The BBC’s reply a few weeks later was a prime example of how making confusing and inaccurate statements are used to justify an inaccurate report. They said in referring to 2017 as the hottest year on record was an “unfortunate and genuine error,” and that, “an error slipped through,” and expressed regret that their usual standards weren’t met on this occasion. They issued a correction on their website. However, they then indicated that they should have said what they said on an earlier TV bulletin which was, “2017 was the hottest year on record without the natural warming effect of El Nino,” the inaccuracy of which was the subject of our complaint!

They were even more confused in the response to our complaint about 2017 having no “El Nino heating.” They said that Roger Harrabin’s “no heating effect” referred to a recognised formal El Nino “event” in the year rather than the temporary occurrence of “conditions” which do not result in a recognised event that year.

As this was nonsense we complained again on the 19th of February, pointing out that saying there was no formal El Nino event is not the same as saying there was no El Nino heating. We also said it was not a proportionate response for a mistake on the News at Ten to be “corrected” on an obscure website as it still leaves large numbers of News at Ten viewers misled.

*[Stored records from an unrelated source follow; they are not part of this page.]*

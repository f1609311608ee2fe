//! Durable storage contract.
//!
//! Writes are append-only and idempotent: replaying an already-persisted
//! batch leaves storage unchanged. Reads serve the reconstruction engine and
//! the operator CLI.

pub mod sqlite;

pub use sqlite::{SqliteStore, StorageStats, TableSummary};

use crate::error::StorageError;
use std::collections::HashMap;

use crate::models::{
    DataGap, Market, MarketStatus, OrderbookDelta, OrderbookSnapshot, RecordedTail, TimestampMs,
};

/// A record headed for durable storage.
#[derive(Debug, Clone, PartialEq, Eq)]
pub enum StorageRecord {
    Snapshot(OrderbookSnapshot),
    Delta(OrderbookDelta),
    Gap(DataGap),
    Market(Market),
}

impl StorageRecord {
    pub fn ticker(&self) -> &str {
        match self {
            StorageRecord::Snapshot(s) => &s.ticker,
            StorageRecord::Delta(d) => &d.ticker,
            StorageRecord::Gap(g) => &g.ticker,
            StorageRecord::Market(m) => &m.ticker,
        }
    }
}

/// Write side of durable storage. Each call is one bulk write; returns the
/// number of rows that were new.
pub trait RecordSink: Send + Sync {
    fn write_snapshots(&self, snapshots: &[OrderbookSnapshot]) -> Result<usize, StorageError>;

    fn write_deltas(&self, deltas: &[OrderbookDelta]) -> Result<usize, StorageError>;

    fn write_gaps(&self, gaps: &[DataGap]) -> Result<usize, StorageError>;

    /// Insert or update markets by ticker. `created_at` is never moved later.
    fn upsert_markets(&self, markets: &[Market]) -> Result<usize, StorageError>;

    fn write_snapshot(&self, snapshot: &OrderbookSnapshot) -> Result<usize, StorageError> {
        self.write_snapshots(std::slice::from_ref(snapshot))
    }

    fn write_gap(&self, gap: &DataGap) -> Result<usize, StorageError> {
        self.write_gaps(std::slice::from_ref(gap))
    }
}

/// Read side of durable storage.
pub trait RecordSource: Send + Sync {
    /// Most recent snapshot with `captured_at <= target`.
    fn latest_snapshot_at_or_before(
        &self,
        ticker: &str,
        target: TimestampMs,
    ) -> Result<Option<OrderbookSnapshot>, StorageError>;

    /// Deltas with `after < ts <= until`, ordered by sequence number.
    fn deltas_in_range(
        &self,
        ticker: &str,
        after: TimestampMs,
        until: TimestampMs,
    ) -> Result<Vec<OrderbookDelta>, StorageError>;

    /// Gaps with `start_ts <= until` and `end_ts > after`.
    fn gaps_overlapping(
        &self,
        ticker: &str,
        after: TimestampMs,
        until: TimestampMs,
    ) -> Result<Vec<DataGap>, StorageError>;

    /// Every gap recorded for a market, oldest first.
    fn gaps_for(&self, ticker: &str) -> Result<Vec<DataGap>, StorageError> {
        self.gaps_overlapping(ticker, TimestampMs::MIN, TimestampMs::MAX)
    }

    /// Persisted markets, optionally filtered by status.
    fn load_markets(&self, status: Option<MarketStatus>) -> Result<Vec<Market>, StorageError>;

    /// Latest snapshot, delta or gap end recorded for a market.
    fn last_recorded(&self, ticker: &str) -> Result<Option<RecordedTail>, StorageError>;

    /// [`RecordSource::last_recorded`] for each ticker that has history.
    fn recorded_tails<'a, I>(&self, tickers: I) -> Result<HashMap<String, RecordedTail>, StorageError>
    where
        I: IntoIterator<Item = &'a str>,
        Self: Sized,
    {
        let mut tails = HashMap::new();
        for ticker in tickers {
            if let Some(tail) = self.last_recorded(ticker)? {
                tails.insert(ticker.to_string(), tail);
            }
        }
        Ok(tails)
    }
}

To say we waited for a reply with rueful anticipation would be an understatement.

It came almost a month later. They ducked the issue of correcting a serious error on the News at Ten on the same programme, saying they had taken measures THEY felt were adequate.

As for the no “El Nino heating” problem, they told us what we already knew and that an El Nino did develop in the first half of the year but that it didn’t count as “heating” because it didn’t last long and the year ended up in La Nina conditions. They added that Roger Harrabin’s report reflected this when he said, “It’s extraordinary that temperatures in 2017 have been so high when there’s no El Nino (contradicting their “explanation” – Ed) In fact we’ve been going into cooler La Nina conditions.”

Once again the explanation is internally inconsistent and does not make sense. The year 2016 was the warmest on record due to the boost in temperature it received from a very strong El Nino. Given that is it all that surprising that the following year should have inherited a lot of this warmth prior to its dissipation!

And on that the BBC says it will not continue discussing the matter.

As I said, everyone makes mistakes and usually issue corrections. But what the BBC has done in this, and in other complaints, is not to address the problem but try to find a form of words that they think will get the complainant off their back. The issues involved in the GWPFs complaint are simple, the replies in attempting to justify a sloppy report are convoluted, inaccurate and misleading.